Little need be said of the importance and ubiquity of the ordinary
Fourier transform in many areas of science and engineering.
As a generalization of the ordinary Fourier transform, the fractional
Fourier transform is only richer in theory and more flexible in
applications--but not more costly in implementation.
This book provides a comprehensive and widely accessible account of
the transform covering both theory and applications.
Properties and applications of the ordinary Fourier transform are
special cases of those of the fractional Fourier transform.
The ordinary frequency domain is a special case of the continuum of
fractional Fourier domains, which are intimately related to
time-frequency representations such as the Wigner distribution.
In every area in which Fourier transforms and frequency-domain
concepts are used, there exists the potential for generalization and
improvement by using the fractional transform.
So far applications of the transform have been studied mostly in the
areas of optics and wave propagation, and signal analysis and
processing. They include Fourier optics and optical
information processing, beam propagation and spherical mirror
resonators (lasers), optical
systems and lens design, quantum optics, statistical optics, beam
synthesis and shaping, optical and quantum wavefield reconstruction
and phase retrieval, perspective projections, flexible and
cost-effective time- or space-variant filtering with applications in
signal and image restoration and reconstruction, signal extraction,
signal and system synthesis, correlation, detection, pattern
recognition, phase retrieval, radar, tomography, multiplexing, data
compression, linear FM detection. study of time-frequency
representations, differential equations, and harmonic motion.
Many of these applications are discussed at length in this book.
By consolidating knowledge on the transform and illustrating how
it has been applied in diverse contexts, the book aims to make
possible the discovery of new applications in other areas as well.
The considerable amount of background material is an important feature
of the book which is of interest in its own right, as self-contained
expositions or by presenting certain less encountered perspectives and
results. This material includes an introduction to time-frequency
analysis emphasizing the Wigner distribution and ambiguity
function, and canonical transforms. The chapters on optics complement
introductory texts on Fourier optics, dealing with optical systems in
phase space (the space-frequency plane) in terms of canonical
transforms. Matrix algebra is employed in a unified manner for both
wave and geometrical optical perspectives, leading to many important
and fundamental results, such as those on general Fourier transform
planes and optical invariants.
- Of interest to graduate and senior undergraduate students,
academicians, researchers, and professionals in
branches of mathematics, science, and engineering where Fourier
transforms and related concepts are used. A partial list of these
areas is operator theory, harmonic analysis and integral transforms,
linear algebra, group representation theory, phase-space methods,
time- and space-frequency representations, transform theory and techniques,
signal analysis and processing, wave propagation, and many areas of optics.

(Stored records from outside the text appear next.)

//! V4L2 camera capture via the `v4l` crate.
//!
//! The session layer consumes cameras through the [`CameraSource`] /
//! [`VideoSource`] seam; release is `Drop`.

use crate::frame;
use std::path::Path;
use thiserror::Error;
use v4l::buffer::Type as BufType;
use v4l::io::traits::CaptureStream;
use v4l::prelude::*;
use v4l::video::Capture;
use v4l::FourCC;

/// Raw captures attempted per sample to get past auto-exposure black frames.
const DARK_FRAME_ATTEMPTS: usize = 3;

#[derive(Error, Debug)]
pub enum CameraError {
    #[error("device not found: {0}")]
    DeviceNotFound(String),
    #[error("capture failed: {0}")]
    CaptureFailed(String),
    #[error("device busy")]
    DeviceBusy,
    #[error("format negotiation failed: {0}")]
    FormatNegotiationFailed(String),
    #[error("streaming not supported")]
    StreamingNotSupported,
}

/// Resolution and device hints for camera acquisition.
#[derive(Debug, Clone)]
pub struct CaptureConstraints {
    /// V4L2 device path (e.g., "/dev/video0").
    pub device: String,
    pub width: u32,
    pub height: u32,
}

impl Default for CaptureConstraints {
    fn default() -> Self {
        Self {
            device: "/dev/video0".to_string(),
            width: 640,
            height: 480,
        }
    }
}

/// A single encoded still sampled from the live stream.
#[derive(Debug, Clone)]
pub struct CapturedPhoto {
    /// PNG-encoded grayscale image.
    pub bytes: Vec<u8>,
    /// Driver capture sequence number, for ordering.
    pub sequence: u32,
}

/// A live video stream that can be sampled for stills.
pub trait VideoSource: Send {
    fn sample(&mut self) -> Result<CapturedPhoto, CameraError>;
}

/// Factory for live video streams.
pub trait CameraSource: Send + Sync {
    fn acquire(&self, constraints: &CaptureConstraints) -> Result<Box<dyn VideoSource>, CameraError>;
}

/// Info about a discovered V4L2 device.
#[derive(Debug, Clone)]
pub struct DeviceInfo {
    pub path: String,
    pub name: String,
    pub driver: String,
}

/// Negotiated pixel format.
#[derive(Debug, Clone, Copy, PartialEq, Eq)]
enum PixelFormat {
    /// YUYV 4:2:2 packed (2 bytes/pixel, extract Y channel).
    Yuyv,
    /// 8-bit grayscale (1 byte/pixel).
    Grey,
}

/// [`CameraSource`] over local V4L2 devices.
pub struct V4lCameraSource;

impl CameraSource for V4lCameraSource {
    fn acquire(&self, constraints: &CaptureConstraints) -> Result<Box<dyn VideoSource>, CameraError> {
        Ok(Box::new(V4lCamera::open(constraints)?))
    }
}

/// V4L2 camera device handle.
pub struct V4lCamera {
    device: Device,
    width: u32,
    height: u32,
    pixel_format: PixelFormat,
}

impl V4lCamera {
    /// Open a V4L2 device and negotiate a supported format.
    pub fn open(constraints: &CaptureConstraints) -> Result<Self, CameraError> {
        let device_path = &constraints.device;
        if !Path::new(device_path).exists() {
            return Err(CameraError::DeviceNotFound(device_path.clone()));
        }

        let device = Device::with_path(device_path).map_err(|e| {
            if e.to_string().contains("busy") || e.to_string().contains("EBUSY") {
                CameraError::DeviceBusy
            } else {
                CameraError::DeviceNotFound(format!("{device_path}: {e}"))
            }
        })?;

        let caps = device.query_caps().map_err(|e| {
            CameraError::CaptureFailed(format!("failed to query capabilities: {e}"))
        })?;
        if !caps
            .capabilities
            .contains(v4l::capability::Flags::VIDEO_CAPTURE)
        {
            return Err(CameraError::StreamingNotSupported);
        }

        let mut fmt = device.format().map_err(|e| {
            CameraError::FormatNegotiationFailed(format!("failed to get format: {e}"))
        })?;
        fmt.fourcc = FourCC::new(b"YUYV");
        fmt.width = constraints.width;
        fmt.height = constraints.height;

        let negotiated = device.set_format(&fmt).map_err(|e| {
            CameraError::FormatNegotiationFailed(format!("failed to set format: {e}"))
        })?;

        let pixel_format = if negotiated.fourcc == FourCC::new(b"YUYV") {
            PixelFormat::Yuyv
        } else if negotiated.fourcc == FourCC::new(b"GREY") {
            PixelFormat::Grey
        } else {
            return Err(CameraError::FormatNegotiationFailed(format!(
                "unsupported pixel format: {:?} (need YUYV or GREY)",
                negotiated.fourcc
            )));
        };

        tracing::info!(
            device = device_path,
            driver = %caps.driver,
            card = %caps.card,
            width = negotiated.width,
            height = negotiated.height,
            fourcc = ?negotiated.fourcc,
            "camera opened"
        );

        Ok(Self {
            device,
            width: negotiated.width,
            height: negotiated.height,
            pixel_format,
        })
    }

    fn buf_to_grayscale(&self, buf: &[u8]) -> Result<Vec<u8>, CameraError> {
        let pixels = (self.width * self.height) as usize;
        match self.pixel_format {
            PixelFormat::Grey => {
                if buf.len() < pixels {
                    return Err(CameraError::CaptureFailed(format!(
                        "GREY buffer too short: expected {pixels}, got {}",
                        buf.len()
                    )));
                }
                Ok(buf[..pixels].to_vec())
            }
            PixelFormat::Yuyv => frame::yuyv_to_grayscale(buf, self.width, self.height)
                .map_err(|e| CameraError::CaptureFailed(format!("YUYV conversion failed: {e}"))),
        }
    }

    /// List available V4L2 video capture devices.
    pub fn list_devices() -> Vec<DeviceInfo> {
        let mut devices = Vec::new();
        for i in 0..16 {
            let path = format!("/dev/video{i}");
            if !Path::new(&path).exists() {
                continue;
            }
            let Ok(dev) = Device::with_path(&path) else {
                continue;
            };
            let Ok(caps) = dev.query_caps() else {
                continue;
            };
            if !caps
                .capabilities
                .contains(v4l::capability::Flags::VIDEO_CAPTURE)
            {
                continue;
            }
            devices.push(DeviceInfo {
                path,
                name: caps.card.clone(),
                driver: caps.driver.clone(),
            });
        }
        devices
    }
}

impl VideoSource for V4lCamera {
    /// Sample one still, skipping up to [`DARK_FRAME_ATTEMPTS`] dark frames.
    fn sample(&mut self) -> Result<CapturedPhoto, CameraError> {
        let mut stream = MmapStream::with_buffers(&self.device, BufType::VideoCapture, 4)
            .map_err(|e| CameraError::CaptureFailed(format!("failed to create mmap stream: {e}")))?;

        let mut last: Option<(Vec<u8>, u32)> = None;
        for _ in 0..DARK_FRAME_ATTEMPTS {
            let (buf, meta) = stream
                .next()
                .map_err(|e| CameraError::CaptureFailed(format!("failed to dequeue buffer: {e}")))?;

            let gray = self.buf_to_grayscale(buf)?;
            let dark = frame::is_dark_frame(&gray, 0.95);
            last = Some((gray, meta.sequence));
            if !dark {
                break;
            }
            tracing::debug!(seq = meta.sequence, "skipping dark frame");
        }

        let (gray, sequence) = last.expect("at least one capture attempt");
        let bytes = frame::encode_png(&gray, self.width, self.height)
            .map_err(|e| CameraError::CaptureFailed(format!("snapshot encode failed: {e}")))?;

        Ok(CapturedPhoto { bytes, sequence })
    }
}
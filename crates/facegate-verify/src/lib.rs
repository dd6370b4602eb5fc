//! facegate-verify — The facial-verification session state machine.
//!
//! An in-process library: the presentation layer starts a session for a
//! subject, observes phase/progress/presence through a watch channel,
//! triggers the multi-shot capture, and receives the verdict through the
//! session's event channel.

pub mod catalog;
pub mod config;
pub mod error;
pub mod reference;
pub mod session;

#[cfg(test)]
pub(crate) mod testutil;

pub use catalog::{CatalogError, HttpCatalog, ReferenceCatalog, ReferenceImage};
pub use config::VerifyConfig;
pub use error::VerifyError;
pub use reference::ReferenceLoader;
pub use session::{Phase, Session, SessionEvent, Snapshot, VerificationReport, Verifier};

- Unifies knowledge from the mathematics, optics, and signal processing
literature in a manner accessible to a broad audience.
- Includes a comprehensive bibliography.
- Discussion of optics completely segregated for readers with
no interest or background in optics.
- May be used for self-study or in courses on the fractional Fourier
transform and time-frequency analysis and their applications in optics
and/or signal processing, advanced signal processing, advanced Fourier
optics or information optics emphasizing phase-space concepts and the
Wigner distribution.
Ozaktas is the recipient of the 1998 ICO International Prize in
Optics (jointly with D. Mendlovic) and the
1999 Scientific and Technical Research Council of Turkey Science
Award for his contributions to the subject.